Heard on "Judge Mathis": [Inz] "money"

Wilson Gray hwgray at GMAIL.COM
Mon May 6 23:21:15 UTC 2013


A gigolo being for the recovery of money is explaining to JM that he can't
mount a proper defense for fear of embarrassing his patron.

The Judge replies to the effect that

"I know you don't want to be doing nothing like that, 'cause you want to be
able to go back and get you some more of them _[Inz]_ from her!"

I've heard [Inz} used to mean "money" since I was a child. But, for the
obvious reason of the problem of slang compounded by dialect, I have no
idea whether the word is "ends" or "ins," since semantic development is
nugatory in either case. Money is the means to any _end. Money gets you
_in_. At the _end_ of a job, you get money. Money _in_ your pocket. The
means are your_ends_. With _ins_ you don't worry about being on the outs.

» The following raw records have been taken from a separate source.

#[derive(Debug, Clone, Serialize, Deserialize)]
pub struct LlmConfig {
    #[serde(default = "default_llm_base_url")]
    pub base_url: String,
    #[serde(default = "default_llm_model")]
    pub model: String,
    #[serde(default)]
    pub temperature: f32,
    /// Per-call timeout
    #[serde(default = "default_llm_timeout_secs")]
    pub timeout_secs: u64,
}

impl Default for LlmConfig {
    fn default() -> Self {
        Self {
            base_url: default_llm_base_url(),
            model: default_llm_model(),
            temperature: 0.0,
            timeout_secs: default_llm_timeout_secs(),
        }
    }
}

fn default_llm_base_url() -> String {
    "http://localhost:11434".to_string()
}
fn default_llm_model() -> String {
    "llama3".to_string()
}
fn default_llm_timeout_secs() -> u64 {
    60
}

impl PipelineConfig {
    /// Load configuration from a TOML file, then apply environment overrides.
    pub fn from_file(path: impl AsRef<Path>) -> Result<Self, ConfigError> {
        let path = path.as_ref();
        let contents = std::fs::read_to_string(path).map_err(|source| ConfigError::Read {
            path: path.to_path_buf(),
            source,
        })?;
        let mut config = Self::parse_toml(&contents)?;
        config.apply_env_overrides();
        config.validate()?;
        Ok(config)
    }

    /// Parse a TOML string without consulting the environment.
    pub fn parse_toml(toml_str: &str) -> Result<Self, ConfigError> {
        let config: PipelineConfig = toml::from_str(toml_str)?;
        config.validate()?;
        Ok(config)
    }

    /// Apply `CHUNKGRAPH_*` environment overrides.
    pub fn apply_env_overrides(&mut self) {
        self.apply_overrides(|key| std::env::var(key).ok());
    }

    fn apply_overrides(&mut self, lookup: impl Fn(&str) -> Option<String>) {
        if let Some(v) = lookup("CHUNKGRAPH_PIPELINE_NAME") {
            self.pipeline.name = v;
        }
        if let Some(v) = lookup("CHUNKGRAPH_DB_PATH") {
            self.pipeline.db_path = PathBuf::from(v);
        }
        if let Some(v) = lookup("CHUNKGRAPH_CHUNKS_DIR") {
            self.pipeline.chunks_dir = PathBuf::from(v);
        }
        if let Some(v) = lookup("CHUNKGRAPH_DAILY_BUDGET") {
            match v.trim().parse() {
                Ok(n) => self.pipeline.daily_budget = n,
                Err(_) => tracing::warn!(value = %v, "Ignoring non-numeric CHUNKGRAPH_DAILY_BUDGET"),
            }
        }
        if let Some(v) = lookup("CHUNKGRAPH_LOG_LEVEL") {
            self.pipeline.log_level = v;
        }
        if let Some(v) = lookup("CHUNKGRAPH_LLM_BASE_URL") {
            self.llm.base_url = v;
        }
        if let Some(v) = lookup("CHUNKGRAPH_LLM_MODEL") {
            self.llm.model = v;
        }
    }

    pub fn validate(&self) -> Result<(), ConfigError> {
        if self.pipeline.name.trim().is_empty() {
            return Err(ConfigError::Invalid("pipeline.name must not be empty".into()));
        }
        if self.scheduler.batch_size == 0 {
            return Err(ConfigError::Invalid("scheduler.batch_size must be > 0".into()));
        }
        if self.scheduler.max_concurrent_batches == 0 {
            return Err(ConfigError::Invalid(
                "scheduler.max_concurrent_batches must be > 0".into(),
            ));
        }
        if self.retry.max_retries == 0 {
            return Err(ConfigError::Invalid(
                "retry.max_retries must be > 0 (it counts the first attempt)".into(),
            ));
        }
        let bonus = self.merge.reinforcement_bonus;
        if !(0.0..=1.0).contains(&bonus) {
            return Err(ConfigError::Invalid(format!(
                "merge.reinforcement_bonus must be within [0, 1] (got {})",
                bonus
            )));
        }
        if self.llm.timeout_secs == 0 {
            return Err(ConfigError::Invalid("llm.timeout_secs must be > 0".into()));
        }
        let mut seen = std::collections::HashSet::new();
        for collection in &self.collections {
            if collection.name.trim().is_empty() {
                return Err(ConfigError::Invalid("collection name must not be empty".into()));
            }
            if !seen.insert(collection.name.as_str()) {
                return Err(ConfigError::Invalid(format!(
                    "collection '{}' listed twice",
                    collection.name
                )));
            }
        }
        Ok(())
    }

    pub fn merge_policy(&self) -> MergePolicy {
        MergePolicy {
            reinforcement_bonus: self.merge.reinforcement_bonus,
            confidence: self.merge.confidence_policy,
        }
    }

    pub fn retry_policy(&self) -> RetryPolicy {
        RetryPolicy {
            max_retries: self.retry.max_retries,
            base_delay: Duration::from_millis(self.retry.base_delay_ms),
            max_delay: Duration::from_millis(self.retry.max_delay_ms),
            rate_limit_backoff: Duration::from_millis(self.retry.rate_limit_backoff_ms),
        }
    }

    pub fn scheduler_settings(&self) -> SchedulerSettings {
        SchedulerSettings {
            batch_size: self.scheduler.batch_size,
            max_concurrent_batches: self.scheduler.max_concurrent_batches,
            inter_batch_delay: Duration::from_millis(self.scheduler.inter_batch_delay_ms),
            rate_limit_cooldown: Duration::from_millis(self.scheduler.rate_limit_cooldown_ms),
        }
    }

    pub fn lock_ttl(&self) -> Duration {
        Duration::from_secs(self.pipeline.lock_ttl_secs)
    }

    pub fn llm_timeout(&self) -> Duration {
        Duration::from_secs(self.llm.timeout_secs)
    }
}

#[cfg(test)]
mod tests {
    use super::*;
    use std::collections::HashMap;

    #[test]
    fn empty_file_uses_defaults() {
        let config = PipelineConfig::parse_toml("").unwrap();
        assert_eq!(config.pipeline.name, "default");
        assert_eq!(config.scheduler.batch_size, 10);
        assert_eq!(config.retry.max_retries, 3);
        assert_eq!(config.merge.confidence_policy, ConfidencePolicy::Additive);
        assert!((config.merge.reinforcement_bonus - 0.05).abs() < 1e-12);
        assert!(config.collections.is_empty());
    }

    #[test]
    fn parses_full_file() {
        let config = PipelineConfig::parse_toml(
            r#"
            [pipeline]
            name = "oss-kg"
            db_path = "/var/lib/chunkgraph/oss.db"
            daily_budget = 250

            [scheduler]
            batch_size = 5
            inter_batch_delay_ms = 0

            [retry]
            max_retries = 4

            [merge]
            confidence_policy = "max_plus_bonus"
            reinforcement_bonus = 0.1

            [merge.synonyms]
            "Foreign Investment Company" = "PT PMA"

            [llm]
            model = "qwen2.5"

            [[collections]]
            name = "kbli"
            priority = 1

            [[collections]]
            name = "perizinan"
            "#,
        )
        .unwrap();

        assert_eq!(config.pipeline.name, "oss-kg");
        assert_eq!(config.pipeline.daily_budget, 250);
        assert_eq!(config.scheduler.batch_size, 5);
        assert_eq!(config.scheduler.max_concurrent_batches, 2);
        assert_eq!(config.retry_policy().max_retries, 4);
        assert_eq!(config.merge_policy().confidence, ConfidencePolicy::MaxPlusBonus);
        assert_eq!(config.merge.synonyms["Foreign Investment Company"], "PT PMA");
        assert_eq!(config.llm.model, "qwen2.5");
        assert_eq!(config.llm.base_url, "http://localhost:11434");
        assert_eq!(config.collections[0], CollectionSpec::new("kbli", 1));
        assert_eq!(config.collections[1].priority, 100);
        assert_eq!(config.scheduler_settings().inter_batch_delay, Duration::ZERO);
    }

    #[test]
    fn rejects_zero_batch_size() {
        let err = PipelineConfig::parse_toml("[scheduler]\nbatch_size = 0\n").unwrap_err();
        assert!(matches!(err, ConfigError::Invalid(_)));
    }

    #[test]
    fn rejects_out_of_range_bonus() {
        let err = PipelineConfig::parse_toml("[merge]\nreinforcement_bonus = 1.5\n").unwrap_err();
        assert!(matches!(err, ConfigError::Invalid(_)));
    }

    #[test]
    fn rejects_duplicate_collections() {
        let err = PipelineConfig::parse_toml(
            "[[collections]]\nname = \"kbli\"\n[[collections]]\nname = \"kbli\"\n",
        )
        .unwrap_err();
        assert!(matches!(err, ConfigError::Invalid(_)));
    }

    #[test]
    fn rejects_malformed_toml() {
        let err = PipelineConfig::parse_toml("[pipeline\nname = 1").unwrap_err();
        assert!(matches!(err, ConfigError::Parse(_)));
    }

    #[test]
    fn env_overrides_replace_file_values() {
        let env: HashMap<&str, &str> = HashMap::from([
            ("CHUNKGRAPH_DB_PATH", "/tmp/override.db"),
            ("CHUNKGRAPH_DAILY_BUDGET", "42"),
            ("CHUNKGRAPH_LLM_MODEL", "mistral"),
        ]);
        let mut config = PipelineConfig::default();
        config.apply_overrides(|key| env.get(key).map(|v| v.to_string()));

        assert_eq!(config.pipeline.db_path, PathBuf::from("/tmp/override.db"));
        assert_eq!(config.pipeline.daily_budget, 42);
        assert_eq!(config.llm.model, "mistral");
        assert_eq!(config.pipeline.log_level, "info");
    }

    #[test]
    fn bad_numeric_override_is_ignored() {
        let mut config = PipelineConfig::default();
        config.apply_overrides(|key| (key == "CHUNKGRAPH_DAILY_BUDGET").then(|| "lots".to_string()));
        assert_eq!(config.pipeline.daily_budget, 1000);
    }

    #[test]
    fn missing_file_is_read_error() {
        let err = PipelineConfig::from_file("/nonexistent/chunkgraph.toml").unwrap_err();
        assert!(matches!(err, ConfigError::Read { .. }));
    }
}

UD has both _ends_ and _ins_ as "money." Quelle surprise! One poster
asserts "< make ends (meet)."

As good a WAG as any other.

This was one of the few times that I've found anything ancient in UD that's
also relatively rare, to the extent that I was surprised Mathis used [inz],
he being much younger than I and it was never as hip as, e.g. _bread_.

Google has nothing old enough to provide evidence for an etymology.
--
-Wilson
-----
All say, "How hard it is that we have to die!"---a strange complaint to
come from the mouths of people who have had to live.